(Beginning of DATA FOR PROCESSING)

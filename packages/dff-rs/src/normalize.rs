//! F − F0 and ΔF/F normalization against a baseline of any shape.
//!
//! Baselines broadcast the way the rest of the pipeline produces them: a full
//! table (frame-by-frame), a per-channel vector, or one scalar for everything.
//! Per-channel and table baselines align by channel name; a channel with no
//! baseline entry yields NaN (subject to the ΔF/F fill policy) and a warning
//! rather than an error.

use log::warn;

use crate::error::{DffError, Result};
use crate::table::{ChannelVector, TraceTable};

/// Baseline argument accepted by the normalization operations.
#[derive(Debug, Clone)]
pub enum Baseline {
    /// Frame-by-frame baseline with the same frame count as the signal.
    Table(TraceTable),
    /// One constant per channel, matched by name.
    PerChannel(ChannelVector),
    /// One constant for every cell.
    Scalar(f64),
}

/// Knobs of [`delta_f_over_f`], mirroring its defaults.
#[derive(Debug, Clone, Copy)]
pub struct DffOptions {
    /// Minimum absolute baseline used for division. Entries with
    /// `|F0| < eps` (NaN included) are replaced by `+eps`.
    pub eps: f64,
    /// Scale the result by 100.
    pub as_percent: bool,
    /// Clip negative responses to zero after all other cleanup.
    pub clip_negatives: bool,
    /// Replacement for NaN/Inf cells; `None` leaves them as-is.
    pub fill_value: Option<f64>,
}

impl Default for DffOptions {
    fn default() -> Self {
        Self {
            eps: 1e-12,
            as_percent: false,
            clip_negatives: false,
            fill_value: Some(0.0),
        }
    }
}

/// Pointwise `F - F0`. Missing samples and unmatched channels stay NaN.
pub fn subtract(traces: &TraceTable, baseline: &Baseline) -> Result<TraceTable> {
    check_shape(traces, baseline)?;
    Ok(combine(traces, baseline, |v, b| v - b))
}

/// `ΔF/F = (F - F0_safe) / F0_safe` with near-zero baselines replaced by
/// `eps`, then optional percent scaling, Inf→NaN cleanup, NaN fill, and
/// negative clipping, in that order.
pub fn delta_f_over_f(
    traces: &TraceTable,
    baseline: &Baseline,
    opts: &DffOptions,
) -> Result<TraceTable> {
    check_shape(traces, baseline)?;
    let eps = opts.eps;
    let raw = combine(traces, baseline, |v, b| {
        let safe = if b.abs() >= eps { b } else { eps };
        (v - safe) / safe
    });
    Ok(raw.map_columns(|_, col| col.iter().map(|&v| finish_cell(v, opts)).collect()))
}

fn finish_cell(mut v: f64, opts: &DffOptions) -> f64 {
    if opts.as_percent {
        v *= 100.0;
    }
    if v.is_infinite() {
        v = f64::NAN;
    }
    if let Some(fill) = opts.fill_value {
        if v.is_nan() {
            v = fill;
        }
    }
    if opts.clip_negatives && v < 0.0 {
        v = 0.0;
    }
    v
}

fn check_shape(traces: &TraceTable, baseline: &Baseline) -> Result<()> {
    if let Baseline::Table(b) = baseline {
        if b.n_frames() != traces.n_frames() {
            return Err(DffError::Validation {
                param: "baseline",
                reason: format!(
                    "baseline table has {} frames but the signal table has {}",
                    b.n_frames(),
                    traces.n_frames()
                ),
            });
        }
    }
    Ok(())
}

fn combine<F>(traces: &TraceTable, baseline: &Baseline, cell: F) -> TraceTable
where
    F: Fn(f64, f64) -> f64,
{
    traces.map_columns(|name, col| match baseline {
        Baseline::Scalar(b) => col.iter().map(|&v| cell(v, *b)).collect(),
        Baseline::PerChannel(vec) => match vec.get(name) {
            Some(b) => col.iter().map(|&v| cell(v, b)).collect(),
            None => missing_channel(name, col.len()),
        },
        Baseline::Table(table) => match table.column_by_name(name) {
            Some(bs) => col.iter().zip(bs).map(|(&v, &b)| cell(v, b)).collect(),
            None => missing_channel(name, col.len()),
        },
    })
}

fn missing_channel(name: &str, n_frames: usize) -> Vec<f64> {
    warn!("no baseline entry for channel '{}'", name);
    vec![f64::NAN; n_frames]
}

(End of DATA FOR PROCESSING)
(Beginning of DATA FOR PROCESSING)

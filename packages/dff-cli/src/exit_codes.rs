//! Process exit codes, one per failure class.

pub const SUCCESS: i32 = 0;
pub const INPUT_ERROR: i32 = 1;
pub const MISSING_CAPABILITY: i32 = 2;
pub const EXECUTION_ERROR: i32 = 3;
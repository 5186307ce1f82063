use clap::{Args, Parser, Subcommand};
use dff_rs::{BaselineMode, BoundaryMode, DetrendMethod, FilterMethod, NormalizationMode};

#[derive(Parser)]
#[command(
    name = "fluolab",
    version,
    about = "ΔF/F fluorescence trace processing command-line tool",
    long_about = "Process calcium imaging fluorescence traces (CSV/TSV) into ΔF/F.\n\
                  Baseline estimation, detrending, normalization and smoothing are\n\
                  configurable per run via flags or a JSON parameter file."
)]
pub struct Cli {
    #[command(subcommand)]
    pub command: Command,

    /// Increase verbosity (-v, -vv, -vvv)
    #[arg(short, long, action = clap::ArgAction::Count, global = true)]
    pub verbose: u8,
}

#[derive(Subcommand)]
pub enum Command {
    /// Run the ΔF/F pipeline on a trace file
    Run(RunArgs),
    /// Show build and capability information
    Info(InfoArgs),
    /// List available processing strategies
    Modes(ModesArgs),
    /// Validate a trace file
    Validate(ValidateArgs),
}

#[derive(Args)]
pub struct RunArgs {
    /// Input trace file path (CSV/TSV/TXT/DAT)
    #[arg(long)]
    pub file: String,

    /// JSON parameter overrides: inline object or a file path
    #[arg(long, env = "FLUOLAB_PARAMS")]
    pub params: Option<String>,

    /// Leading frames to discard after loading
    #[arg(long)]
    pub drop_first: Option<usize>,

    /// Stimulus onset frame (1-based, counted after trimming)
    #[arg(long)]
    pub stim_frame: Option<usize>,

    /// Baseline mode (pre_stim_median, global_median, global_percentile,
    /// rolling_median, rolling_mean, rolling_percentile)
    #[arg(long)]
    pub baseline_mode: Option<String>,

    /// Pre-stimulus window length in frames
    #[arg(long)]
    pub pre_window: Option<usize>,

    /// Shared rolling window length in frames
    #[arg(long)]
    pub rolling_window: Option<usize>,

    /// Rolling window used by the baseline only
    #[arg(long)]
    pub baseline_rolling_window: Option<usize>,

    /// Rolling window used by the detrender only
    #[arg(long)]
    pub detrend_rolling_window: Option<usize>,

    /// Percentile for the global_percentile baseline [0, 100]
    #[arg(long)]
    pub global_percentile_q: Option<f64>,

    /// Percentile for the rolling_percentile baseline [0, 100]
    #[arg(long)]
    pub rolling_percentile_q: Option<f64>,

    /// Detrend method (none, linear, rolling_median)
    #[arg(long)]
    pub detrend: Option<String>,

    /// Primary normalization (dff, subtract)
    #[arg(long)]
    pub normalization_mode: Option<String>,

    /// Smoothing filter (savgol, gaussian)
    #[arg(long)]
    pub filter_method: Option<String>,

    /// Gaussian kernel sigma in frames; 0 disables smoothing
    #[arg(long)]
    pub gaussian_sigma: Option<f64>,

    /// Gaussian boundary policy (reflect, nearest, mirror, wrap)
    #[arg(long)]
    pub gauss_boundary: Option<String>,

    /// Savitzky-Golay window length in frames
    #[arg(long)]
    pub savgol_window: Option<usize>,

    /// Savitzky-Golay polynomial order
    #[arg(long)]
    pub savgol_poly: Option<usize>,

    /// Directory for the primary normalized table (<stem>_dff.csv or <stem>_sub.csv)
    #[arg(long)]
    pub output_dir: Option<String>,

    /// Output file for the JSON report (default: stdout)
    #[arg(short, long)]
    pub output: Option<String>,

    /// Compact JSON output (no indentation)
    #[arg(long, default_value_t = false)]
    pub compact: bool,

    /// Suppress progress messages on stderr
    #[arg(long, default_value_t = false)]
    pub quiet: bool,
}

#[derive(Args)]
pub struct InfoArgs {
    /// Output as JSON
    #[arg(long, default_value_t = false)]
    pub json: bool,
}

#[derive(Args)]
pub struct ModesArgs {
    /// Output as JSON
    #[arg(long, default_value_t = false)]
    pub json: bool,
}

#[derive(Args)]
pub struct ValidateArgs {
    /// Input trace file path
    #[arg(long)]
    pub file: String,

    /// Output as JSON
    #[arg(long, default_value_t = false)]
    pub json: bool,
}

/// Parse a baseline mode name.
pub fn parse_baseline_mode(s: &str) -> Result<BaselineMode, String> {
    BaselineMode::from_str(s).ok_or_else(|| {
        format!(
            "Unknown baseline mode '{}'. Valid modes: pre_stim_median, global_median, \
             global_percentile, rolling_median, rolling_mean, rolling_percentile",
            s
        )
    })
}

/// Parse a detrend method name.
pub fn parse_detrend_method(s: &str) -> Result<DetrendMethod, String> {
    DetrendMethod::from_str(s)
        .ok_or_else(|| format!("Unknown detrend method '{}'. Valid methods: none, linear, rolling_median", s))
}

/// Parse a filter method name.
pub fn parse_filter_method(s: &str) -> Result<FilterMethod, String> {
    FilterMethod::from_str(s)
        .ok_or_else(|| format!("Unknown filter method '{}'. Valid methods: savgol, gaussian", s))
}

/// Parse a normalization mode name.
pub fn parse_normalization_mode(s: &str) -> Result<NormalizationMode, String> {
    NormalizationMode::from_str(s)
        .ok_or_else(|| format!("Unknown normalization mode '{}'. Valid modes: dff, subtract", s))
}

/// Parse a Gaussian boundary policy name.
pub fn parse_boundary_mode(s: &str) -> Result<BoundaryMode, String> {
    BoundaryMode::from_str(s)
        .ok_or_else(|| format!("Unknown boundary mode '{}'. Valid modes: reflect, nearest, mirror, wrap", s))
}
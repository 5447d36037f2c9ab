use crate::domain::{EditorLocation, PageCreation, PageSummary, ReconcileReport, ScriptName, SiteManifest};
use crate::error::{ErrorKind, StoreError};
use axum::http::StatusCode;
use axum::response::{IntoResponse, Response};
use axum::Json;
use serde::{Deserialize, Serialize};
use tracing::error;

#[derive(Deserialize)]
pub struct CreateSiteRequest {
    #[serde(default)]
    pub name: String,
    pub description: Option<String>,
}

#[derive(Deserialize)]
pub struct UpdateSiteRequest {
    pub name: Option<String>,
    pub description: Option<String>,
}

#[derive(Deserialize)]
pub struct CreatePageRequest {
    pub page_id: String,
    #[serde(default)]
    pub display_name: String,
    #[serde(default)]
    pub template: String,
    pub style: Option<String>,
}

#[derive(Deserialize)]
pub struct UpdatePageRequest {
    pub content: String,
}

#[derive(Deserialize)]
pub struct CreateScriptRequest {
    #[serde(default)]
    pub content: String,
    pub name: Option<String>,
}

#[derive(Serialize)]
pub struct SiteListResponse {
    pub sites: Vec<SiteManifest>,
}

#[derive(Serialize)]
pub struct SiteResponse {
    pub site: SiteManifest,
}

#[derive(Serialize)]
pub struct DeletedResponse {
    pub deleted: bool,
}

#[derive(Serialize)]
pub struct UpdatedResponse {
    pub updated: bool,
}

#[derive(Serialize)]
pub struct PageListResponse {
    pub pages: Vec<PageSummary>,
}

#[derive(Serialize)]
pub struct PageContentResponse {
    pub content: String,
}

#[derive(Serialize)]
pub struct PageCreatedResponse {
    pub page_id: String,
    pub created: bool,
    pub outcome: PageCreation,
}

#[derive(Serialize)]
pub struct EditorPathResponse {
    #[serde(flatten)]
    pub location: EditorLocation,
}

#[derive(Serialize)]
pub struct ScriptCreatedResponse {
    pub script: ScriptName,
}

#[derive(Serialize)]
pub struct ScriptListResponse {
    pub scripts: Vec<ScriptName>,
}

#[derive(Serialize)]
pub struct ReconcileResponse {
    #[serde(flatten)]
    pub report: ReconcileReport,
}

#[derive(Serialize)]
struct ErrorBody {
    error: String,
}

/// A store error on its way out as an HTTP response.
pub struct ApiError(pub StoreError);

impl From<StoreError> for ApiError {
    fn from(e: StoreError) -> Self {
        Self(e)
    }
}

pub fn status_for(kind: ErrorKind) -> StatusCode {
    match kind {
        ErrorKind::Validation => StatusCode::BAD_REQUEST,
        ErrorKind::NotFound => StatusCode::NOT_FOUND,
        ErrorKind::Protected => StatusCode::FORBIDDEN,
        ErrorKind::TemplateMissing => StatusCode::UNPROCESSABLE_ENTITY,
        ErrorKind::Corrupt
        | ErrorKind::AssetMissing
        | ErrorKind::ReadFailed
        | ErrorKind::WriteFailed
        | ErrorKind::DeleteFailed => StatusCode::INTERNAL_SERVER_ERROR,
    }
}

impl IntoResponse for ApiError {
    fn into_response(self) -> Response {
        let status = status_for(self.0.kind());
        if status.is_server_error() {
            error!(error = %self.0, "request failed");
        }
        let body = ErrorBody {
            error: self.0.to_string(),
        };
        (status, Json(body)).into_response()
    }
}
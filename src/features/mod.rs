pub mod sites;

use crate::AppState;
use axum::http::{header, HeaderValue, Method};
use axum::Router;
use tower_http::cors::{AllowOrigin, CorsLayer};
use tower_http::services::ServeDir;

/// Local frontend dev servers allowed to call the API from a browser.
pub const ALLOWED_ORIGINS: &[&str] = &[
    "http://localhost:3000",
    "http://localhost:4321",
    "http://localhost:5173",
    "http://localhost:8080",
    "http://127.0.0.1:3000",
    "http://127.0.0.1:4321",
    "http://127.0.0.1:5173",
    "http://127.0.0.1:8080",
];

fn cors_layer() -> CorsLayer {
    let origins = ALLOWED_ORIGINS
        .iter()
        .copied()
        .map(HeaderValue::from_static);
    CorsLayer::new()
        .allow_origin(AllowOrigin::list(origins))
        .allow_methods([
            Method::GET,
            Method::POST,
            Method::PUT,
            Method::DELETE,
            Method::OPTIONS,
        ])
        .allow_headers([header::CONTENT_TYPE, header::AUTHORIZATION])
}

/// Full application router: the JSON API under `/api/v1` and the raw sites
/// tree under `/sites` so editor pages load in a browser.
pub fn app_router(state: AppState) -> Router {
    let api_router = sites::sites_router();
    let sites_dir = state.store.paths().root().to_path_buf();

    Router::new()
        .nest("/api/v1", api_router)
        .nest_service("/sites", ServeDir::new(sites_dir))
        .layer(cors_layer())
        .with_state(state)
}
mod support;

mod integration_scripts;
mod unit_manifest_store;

(End of DATA FOR PROCESSING)
(Beginning of DATA FOR PROCESSING)

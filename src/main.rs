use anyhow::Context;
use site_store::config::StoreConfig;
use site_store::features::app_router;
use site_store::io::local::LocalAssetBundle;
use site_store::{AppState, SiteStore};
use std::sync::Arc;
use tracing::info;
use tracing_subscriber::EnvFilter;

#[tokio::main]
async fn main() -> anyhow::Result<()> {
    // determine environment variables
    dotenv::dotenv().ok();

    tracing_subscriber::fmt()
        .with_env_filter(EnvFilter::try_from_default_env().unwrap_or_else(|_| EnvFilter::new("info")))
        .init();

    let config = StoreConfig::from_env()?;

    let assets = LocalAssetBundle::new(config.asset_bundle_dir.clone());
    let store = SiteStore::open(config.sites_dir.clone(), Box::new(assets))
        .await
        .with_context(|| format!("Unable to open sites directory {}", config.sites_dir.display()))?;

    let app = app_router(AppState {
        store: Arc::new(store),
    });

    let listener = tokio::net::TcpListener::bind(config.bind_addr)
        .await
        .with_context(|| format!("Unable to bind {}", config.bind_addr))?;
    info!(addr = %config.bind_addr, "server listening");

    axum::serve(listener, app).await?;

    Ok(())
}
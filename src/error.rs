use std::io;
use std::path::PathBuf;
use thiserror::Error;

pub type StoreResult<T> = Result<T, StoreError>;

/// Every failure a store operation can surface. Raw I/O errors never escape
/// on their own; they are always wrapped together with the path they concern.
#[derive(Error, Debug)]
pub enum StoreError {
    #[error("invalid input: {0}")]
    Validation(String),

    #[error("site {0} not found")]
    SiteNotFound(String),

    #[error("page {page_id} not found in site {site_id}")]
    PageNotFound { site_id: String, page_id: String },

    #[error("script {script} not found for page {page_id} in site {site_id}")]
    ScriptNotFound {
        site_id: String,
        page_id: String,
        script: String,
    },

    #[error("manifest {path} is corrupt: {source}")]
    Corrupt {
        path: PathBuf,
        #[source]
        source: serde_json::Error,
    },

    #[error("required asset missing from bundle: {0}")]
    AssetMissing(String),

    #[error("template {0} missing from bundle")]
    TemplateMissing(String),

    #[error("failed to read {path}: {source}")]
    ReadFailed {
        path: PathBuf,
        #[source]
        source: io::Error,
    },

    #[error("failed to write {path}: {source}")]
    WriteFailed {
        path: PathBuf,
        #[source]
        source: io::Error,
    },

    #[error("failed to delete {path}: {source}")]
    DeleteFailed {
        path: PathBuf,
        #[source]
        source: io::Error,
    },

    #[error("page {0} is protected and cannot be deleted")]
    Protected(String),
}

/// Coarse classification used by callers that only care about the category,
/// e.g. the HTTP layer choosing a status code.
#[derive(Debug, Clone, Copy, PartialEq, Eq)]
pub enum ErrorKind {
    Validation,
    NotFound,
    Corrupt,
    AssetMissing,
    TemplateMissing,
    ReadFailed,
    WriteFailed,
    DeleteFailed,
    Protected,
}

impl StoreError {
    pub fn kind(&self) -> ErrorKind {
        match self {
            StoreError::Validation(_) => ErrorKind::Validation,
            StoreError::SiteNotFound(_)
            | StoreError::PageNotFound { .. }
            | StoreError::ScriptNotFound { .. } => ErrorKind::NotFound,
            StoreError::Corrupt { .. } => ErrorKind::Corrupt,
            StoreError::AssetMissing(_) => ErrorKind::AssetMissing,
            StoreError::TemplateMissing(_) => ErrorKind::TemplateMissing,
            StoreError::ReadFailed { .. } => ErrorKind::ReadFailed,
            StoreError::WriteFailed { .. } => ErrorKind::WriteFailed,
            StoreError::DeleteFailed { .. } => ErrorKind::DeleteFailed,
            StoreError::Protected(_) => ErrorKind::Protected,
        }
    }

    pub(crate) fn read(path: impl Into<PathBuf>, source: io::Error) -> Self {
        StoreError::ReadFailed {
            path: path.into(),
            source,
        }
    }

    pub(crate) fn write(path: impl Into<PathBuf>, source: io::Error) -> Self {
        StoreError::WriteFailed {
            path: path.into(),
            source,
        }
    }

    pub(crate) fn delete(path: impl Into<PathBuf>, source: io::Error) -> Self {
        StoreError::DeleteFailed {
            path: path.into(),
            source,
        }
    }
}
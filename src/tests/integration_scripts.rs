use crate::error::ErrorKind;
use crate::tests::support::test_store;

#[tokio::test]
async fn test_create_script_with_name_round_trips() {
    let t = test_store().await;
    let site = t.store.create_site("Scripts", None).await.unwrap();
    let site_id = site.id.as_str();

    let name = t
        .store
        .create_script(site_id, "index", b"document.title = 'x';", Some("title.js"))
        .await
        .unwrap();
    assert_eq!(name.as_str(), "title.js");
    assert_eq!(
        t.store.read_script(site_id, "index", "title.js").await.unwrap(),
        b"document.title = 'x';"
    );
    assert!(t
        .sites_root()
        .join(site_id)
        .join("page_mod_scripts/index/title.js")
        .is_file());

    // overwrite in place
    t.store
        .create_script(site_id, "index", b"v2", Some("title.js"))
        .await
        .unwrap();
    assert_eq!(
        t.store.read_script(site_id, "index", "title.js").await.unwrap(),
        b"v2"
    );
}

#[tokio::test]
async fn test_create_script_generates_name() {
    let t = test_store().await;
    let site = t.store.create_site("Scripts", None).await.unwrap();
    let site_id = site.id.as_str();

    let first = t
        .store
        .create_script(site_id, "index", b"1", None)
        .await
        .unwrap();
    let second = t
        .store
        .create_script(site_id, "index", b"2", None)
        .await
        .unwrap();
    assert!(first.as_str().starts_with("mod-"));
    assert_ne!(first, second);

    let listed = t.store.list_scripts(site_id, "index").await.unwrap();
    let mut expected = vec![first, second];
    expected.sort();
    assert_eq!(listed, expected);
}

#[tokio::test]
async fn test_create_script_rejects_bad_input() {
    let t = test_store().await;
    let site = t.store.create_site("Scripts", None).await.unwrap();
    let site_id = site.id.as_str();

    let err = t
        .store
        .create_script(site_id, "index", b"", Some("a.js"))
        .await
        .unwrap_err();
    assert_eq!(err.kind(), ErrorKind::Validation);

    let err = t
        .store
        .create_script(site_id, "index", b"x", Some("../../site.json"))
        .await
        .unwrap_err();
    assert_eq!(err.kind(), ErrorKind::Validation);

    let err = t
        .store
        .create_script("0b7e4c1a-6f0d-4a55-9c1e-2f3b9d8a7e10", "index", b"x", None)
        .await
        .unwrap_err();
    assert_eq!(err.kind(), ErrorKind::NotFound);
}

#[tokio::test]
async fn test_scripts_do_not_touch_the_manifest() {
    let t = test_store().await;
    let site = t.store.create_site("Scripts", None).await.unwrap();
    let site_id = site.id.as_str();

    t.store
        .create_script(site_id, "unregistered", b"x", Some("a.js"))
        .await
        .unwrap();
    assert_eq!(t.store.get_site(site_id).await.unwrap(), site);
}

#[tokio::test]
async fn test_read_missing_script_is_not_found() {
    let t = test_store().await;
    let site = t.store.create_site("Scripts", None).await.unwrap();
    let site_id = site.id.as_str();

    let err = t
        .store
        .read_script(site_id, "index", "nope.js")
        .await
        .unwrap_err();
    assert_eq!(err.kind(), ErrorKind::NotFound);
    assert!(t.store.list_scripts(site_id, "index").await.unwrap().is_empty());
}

(End of DATA FOR PROCESSING)

#### TASK OBJECTIVE
Copy out all lines from the records where the word "Parser" appears.

#### ANSWER SECTION
use clap::{Args, Parser, Subcommand};
#[derive(Parser)]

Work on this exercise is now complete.